[WORK INSTRUCTION]:
With both ends included, transcribe exactly the records below from their first line to the line that contains "pub const NO_STRATEGY_ACTION: &str".

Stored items
◆ ◆ ◆ ◆ ◆ ◆ ◆

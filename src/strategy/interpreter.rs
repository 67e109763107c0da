use serde::{Deserialize, Serialize};
use std::collections::HashSet;
use tracing::debug;

use super::condition::evaluate_condition;
use super::graph::{NodeId, NodeKind, StrategyGraph, StrategyNode};
use crate::accounts::Account;

pub const NO_STRATEGY_ACTION: &str = "No strategy defined";
pub const NO_NEXT_ACTION: &str = "No next action";
pub const CYCLE_ACTION: &str = "Cycle detected";
pub const UNKNOWN_ACTION: &str = "Unknown action";

const MINIMAL_PRIORITY: i32 = 1;
const TIMER_PRIORITY: i32 = 3;
const ESCALATION_PRIORITY: i32 = 9;
const END_PRIORITY: i32 = 1;

/// Recommendation reached by walking a strategy graph; higher priority is
/// more urgent.
#[derive(Debug, Clone, PartialEq, Eq, Serialize, Deserialize)]
pub struct StrategyOutcome {
    pub action: String,
    pub priority: i32,
}

impl StrategyOutcome {
    fn fallback(action: &str) -> Self {
        Self {
            action: action.to_string(),
            priority: MINIMAL_PRIORITY,
        }
    }
}

/// Walks the graph from its entry node for one account.
///
/// Total: empty or fully cyclic graphs, missing branches, dangling targets
/// and revisited nodes all end in a fallback outcome.
pub fn evaluate(graph: &StrategyGraph, account: &Account) -> StrategyOutcome {
    let Some(entry) = graph.entry_node() else {
        debug!(account = %account.id, "strategy graph has no entry node");
        return StrategyOutcome::fallback(NO_STRATEGY_ACTION);
    };

    let mut visited: HashSet<&NodeId> = HashSet::new();
    let mut current = entry;

    loop {
        if !visited.insert(&current.id) {
            debug!(account = %account.id, node = %current.id, "strategy graph cycle broken");
            return StrategyOutcome::fallback(CYCLE_ACTION);
        }

        let data = match &current.kind {
            NodeKind::Condition(data) => data,
            terminal => return terminal_outcome(terminal),
        };

        let outcome = evaluate_condition(account, data);
        match next_node(graph, current, outcome) {
            Some(next) => current = next,
            None => return StrategyOutcome::fallback(NO_NEXT_ACTION),
        }
    }
}

/// Branch target for a condition result. A connection labeled with the
/// outcome wins; otherwise the unlabeled connection at the outcome's position
/// (0 true, 1 false) is taken.
fn next_node<'g>(
    graph: &'g StrategyGraph,
    node: &'g StrategyNode,
    outcome: bool,
) -> Option<&'g StrategyNode> {
    let connection = match node
        .connections
        .iter()
        .find(|conn| conn.branch() == Some(outcome))
    {
        Some(conn) => conn,
        None => node
            .connections
            .get(if outcome { 0 } else { 1 })
            .filter(|conn| conn.branch().is_none())?,
    };

    graph.node(&connection.target_id)
}

fn terminal_outcome(kind: &NodeKind) -> StrategyOutcome {
    match kind {
        NodeKind::Action(data) => StrategyOutcome {
            action: format!("{} - {}", data.action_type, data.title),
            priority: data.priority.score(),
        },
        NodeKind::Timer(data) => StrategyOutcome {
            action: format!("Wait {} {}", data.duration, data.unit),
            priority: TIMER_PRIORITY,
        },
        NodeKind::Escalation(data) => StrategyOutcome {
            action: format!("Escalate to {}", data.escalation_type),
            priority: ESCALATION_PRIORITY,
        },
        NodeKind::End(data) => StrategyOutcome {
            action: format!("End: {}", data.outcome),
            priority: END_PRIORITY,
        },
        NodeKind::Unknown { .. } => StrategyOutcome::fallback(UNKNOWN_ACTION),
        NodeKind::Condition(_) => StrategyOutcome::fallback(NO_NEXT_ACTION),
    }
}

◆ ◆ ◆ ◆ ◆ ◆ ◆

[RESULT OF THIS TASK]:
filename src/strategy/interpreter.rs
repository 67e109763107c0da
use serde::{Deserialize, Serialize};
use std::collections::HashSet;
use tracing::debug;

use super::condition::evaluate_condition;
use super::graph::{NodeId, NodeKind, StrategyGraph, StrategyNode};
use crate::accounts::Account;

pub const NO_STRATEGY_ACTION: &str = "No strategy defined";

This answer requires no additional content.